_Task to complete_. Find the line with "distributed under the" in the entries below, then reproduce it and every line after it down to and including the line with "use thiserror::Error;", exactly.

:::

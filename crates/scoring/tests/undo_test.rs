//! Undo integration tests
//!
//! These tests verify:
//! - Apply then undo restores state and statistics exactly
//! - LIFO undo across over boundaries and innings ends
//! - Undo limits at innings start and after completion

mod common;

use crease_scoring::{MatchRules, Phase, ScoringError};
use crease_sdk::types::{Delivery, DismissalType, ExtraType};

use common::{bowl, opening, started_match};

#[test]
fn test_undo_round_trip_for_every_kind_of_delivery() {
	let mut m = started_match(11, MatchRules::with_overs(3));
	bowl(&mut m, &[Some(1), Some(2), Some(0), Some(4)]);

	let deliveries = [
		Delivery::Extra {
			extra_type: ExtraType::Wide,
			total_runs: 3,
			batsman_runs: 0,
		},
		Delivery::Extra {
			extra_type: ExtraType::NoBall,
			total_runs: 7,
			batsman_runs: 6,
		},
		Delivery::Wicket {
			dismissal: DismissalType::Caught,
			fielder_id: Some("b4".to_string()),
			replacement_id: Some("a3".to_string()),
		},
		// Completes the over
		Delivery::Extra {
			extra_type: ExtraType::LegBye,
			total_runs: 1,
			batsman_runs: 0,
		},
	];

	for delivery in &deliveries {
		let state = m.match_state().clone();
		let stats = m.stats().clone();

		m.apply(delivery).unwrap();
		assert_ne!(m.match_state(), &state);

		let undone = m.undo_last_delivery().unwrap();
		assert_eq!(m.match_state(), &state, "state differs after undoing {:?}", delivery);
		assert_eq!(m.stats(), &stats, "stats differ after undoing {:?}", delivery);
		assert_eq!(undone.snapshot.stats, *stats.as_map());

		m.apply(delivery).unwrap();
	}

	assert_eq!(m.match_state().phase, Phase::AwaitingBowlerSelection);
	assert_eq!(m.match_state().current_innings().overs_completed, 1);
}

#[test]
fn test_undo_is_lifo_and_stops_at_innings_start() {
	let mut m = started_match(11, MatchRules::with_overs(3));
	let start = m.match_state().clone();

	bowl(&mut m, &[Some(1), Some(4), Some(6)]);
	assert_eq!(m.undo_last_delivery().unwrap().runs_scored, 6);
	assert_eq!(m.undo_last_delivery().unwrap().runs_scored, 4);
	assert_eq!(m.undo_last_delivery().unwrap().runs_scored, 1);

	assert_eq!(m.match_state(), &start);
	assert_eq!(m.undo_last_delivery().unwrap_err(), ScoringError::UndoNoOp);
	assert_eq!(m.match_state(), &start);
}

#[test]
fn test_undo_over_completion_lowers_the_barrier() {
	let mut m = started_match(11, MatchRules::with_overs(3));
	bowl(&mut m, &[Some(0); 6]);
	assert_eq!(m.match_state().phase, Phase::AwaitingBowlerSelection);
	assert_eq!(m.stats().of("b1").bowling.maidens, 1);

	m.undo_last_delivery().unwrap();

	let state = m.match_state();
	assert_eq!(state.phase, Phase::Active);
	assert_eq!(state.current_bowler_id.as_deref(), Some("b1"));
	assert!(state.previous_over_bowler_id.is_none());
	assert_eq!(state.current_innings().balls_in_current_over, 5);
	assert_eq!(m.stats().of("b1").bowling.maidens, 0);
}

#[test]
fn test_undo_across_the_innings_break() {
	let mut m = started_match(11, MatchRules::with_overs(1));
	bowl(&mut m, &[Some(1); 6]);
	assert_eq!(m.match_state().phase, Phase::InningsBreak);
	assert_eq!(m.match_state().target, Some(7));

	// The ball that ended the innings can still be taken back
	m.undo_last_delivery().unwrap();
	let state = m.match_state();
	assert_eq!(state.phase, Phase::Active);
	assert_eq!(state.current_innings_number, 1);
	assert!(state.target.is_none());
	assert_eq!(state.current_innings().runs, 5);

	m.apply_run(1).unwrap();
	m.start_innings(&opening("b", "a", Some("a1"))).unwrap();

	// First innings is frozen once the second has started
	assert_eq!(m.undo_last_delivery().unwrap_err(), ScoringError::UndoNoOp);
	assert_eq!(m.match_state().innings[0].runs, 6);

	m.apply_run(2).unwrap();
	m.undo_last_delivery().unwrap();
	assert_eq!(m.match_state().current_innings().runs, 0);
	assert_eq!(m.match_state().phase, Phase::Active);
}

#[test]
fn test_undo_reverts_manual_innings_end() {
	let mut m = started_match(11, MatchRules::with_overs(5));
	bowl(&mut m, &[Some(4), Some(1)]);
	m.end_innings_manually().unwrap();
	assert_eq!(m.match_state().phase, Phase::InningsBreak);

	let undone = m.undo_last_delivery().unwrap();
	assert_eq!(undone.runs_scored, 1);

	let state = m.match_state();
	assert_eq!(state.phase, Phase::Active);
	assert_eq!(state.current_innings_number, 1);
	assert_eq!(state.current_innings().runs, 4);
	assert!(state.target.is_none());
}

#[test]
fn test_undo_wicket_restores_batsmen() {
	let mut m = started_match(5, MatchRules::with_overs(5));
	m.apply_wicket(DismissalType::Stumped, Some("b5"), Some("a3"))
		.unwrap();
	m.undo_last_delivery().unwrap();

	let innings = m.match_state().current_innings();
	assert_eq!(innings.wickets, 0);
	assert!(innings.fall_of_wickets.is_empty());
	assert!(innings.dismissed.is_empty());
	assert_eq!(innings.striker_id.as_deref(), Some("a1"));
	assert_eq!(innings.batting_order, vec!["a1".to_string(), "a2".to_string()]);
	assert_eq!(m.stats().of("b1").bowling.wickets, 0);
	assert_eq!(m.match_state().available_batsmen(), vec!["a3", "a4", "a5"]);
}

:::

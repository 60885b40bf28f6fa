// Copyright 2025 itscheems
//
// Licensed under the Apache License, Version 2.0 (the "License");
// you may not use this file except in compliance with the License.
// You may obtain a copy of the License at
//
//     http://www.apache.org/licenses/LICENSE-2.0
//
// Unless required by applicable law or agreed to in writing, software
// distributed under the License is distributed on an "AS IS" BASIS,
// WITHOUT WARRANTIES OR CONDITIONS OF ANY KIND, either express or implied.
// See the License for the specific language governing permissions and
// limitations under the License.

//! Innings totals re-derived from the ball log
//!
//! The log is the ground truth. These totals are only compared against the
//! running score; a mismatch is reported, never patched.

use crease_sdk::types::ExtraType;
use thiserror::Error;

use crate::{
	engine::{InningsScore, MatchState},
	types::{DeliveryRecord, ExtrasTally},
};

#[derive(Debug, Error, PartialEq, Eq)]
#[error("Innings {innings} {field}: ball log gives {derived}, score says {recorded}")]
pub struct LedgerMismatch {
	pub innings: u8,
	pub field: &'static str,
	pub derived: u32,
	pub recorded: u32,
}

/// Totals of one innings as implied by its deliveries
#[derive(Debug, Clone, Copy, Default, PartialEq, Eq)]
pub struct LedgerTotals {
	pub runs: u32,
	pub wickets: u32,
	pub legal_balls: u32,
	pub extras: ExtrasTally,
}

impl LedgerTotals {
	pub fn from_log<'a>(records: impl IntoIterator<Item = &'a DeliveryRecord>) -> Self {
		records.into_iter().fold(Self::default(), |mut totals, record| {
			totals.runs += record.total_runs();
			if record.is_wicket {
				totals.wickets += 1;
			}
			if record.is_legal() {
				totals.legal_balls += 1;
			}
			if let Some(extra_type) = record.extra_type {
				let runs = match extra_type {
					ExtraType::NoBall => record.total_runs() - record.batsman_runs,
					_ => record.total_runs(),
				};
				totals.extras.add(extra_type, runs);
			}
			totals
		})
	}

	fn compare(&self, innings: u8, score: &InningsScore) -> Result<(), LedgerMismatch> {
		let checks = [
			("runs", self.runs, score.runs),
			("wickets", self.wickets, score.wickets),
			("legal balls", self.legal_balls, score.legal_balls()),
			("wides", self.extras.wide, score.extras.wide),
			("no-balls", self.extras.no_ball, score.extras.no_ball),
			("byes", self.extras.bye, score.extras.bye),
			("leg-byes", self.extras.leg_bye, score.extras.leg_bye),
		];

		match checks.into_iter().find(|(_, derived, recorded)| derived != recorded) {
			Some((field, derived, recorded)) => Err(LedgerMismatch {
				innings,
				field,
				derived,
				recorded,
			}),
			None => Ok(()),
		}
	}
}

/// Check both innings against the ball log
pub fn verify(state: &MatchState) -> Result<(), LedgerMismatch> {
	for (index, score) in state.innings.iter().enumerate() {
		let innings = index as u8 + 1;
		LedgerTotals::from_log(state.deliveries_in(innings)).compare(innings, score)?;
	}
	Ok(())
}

:::

_Response box_.
// distributed under the License is distributed on an "AS IS" BASIS,
// WITHOUT WARRANTIES OR CONDITIONS OF ANY KIND, either express or implied.
// See the License for the specific language governing permissions and
// limitations under the License.

//! Innings totals re-derived from the ball log
//!
//! The log is the ground truth. These totals are only compared against the
//! running score; a mismatch is reported, never patched.

use crease_sdk::types::ExtraType;
use thiserror::Error;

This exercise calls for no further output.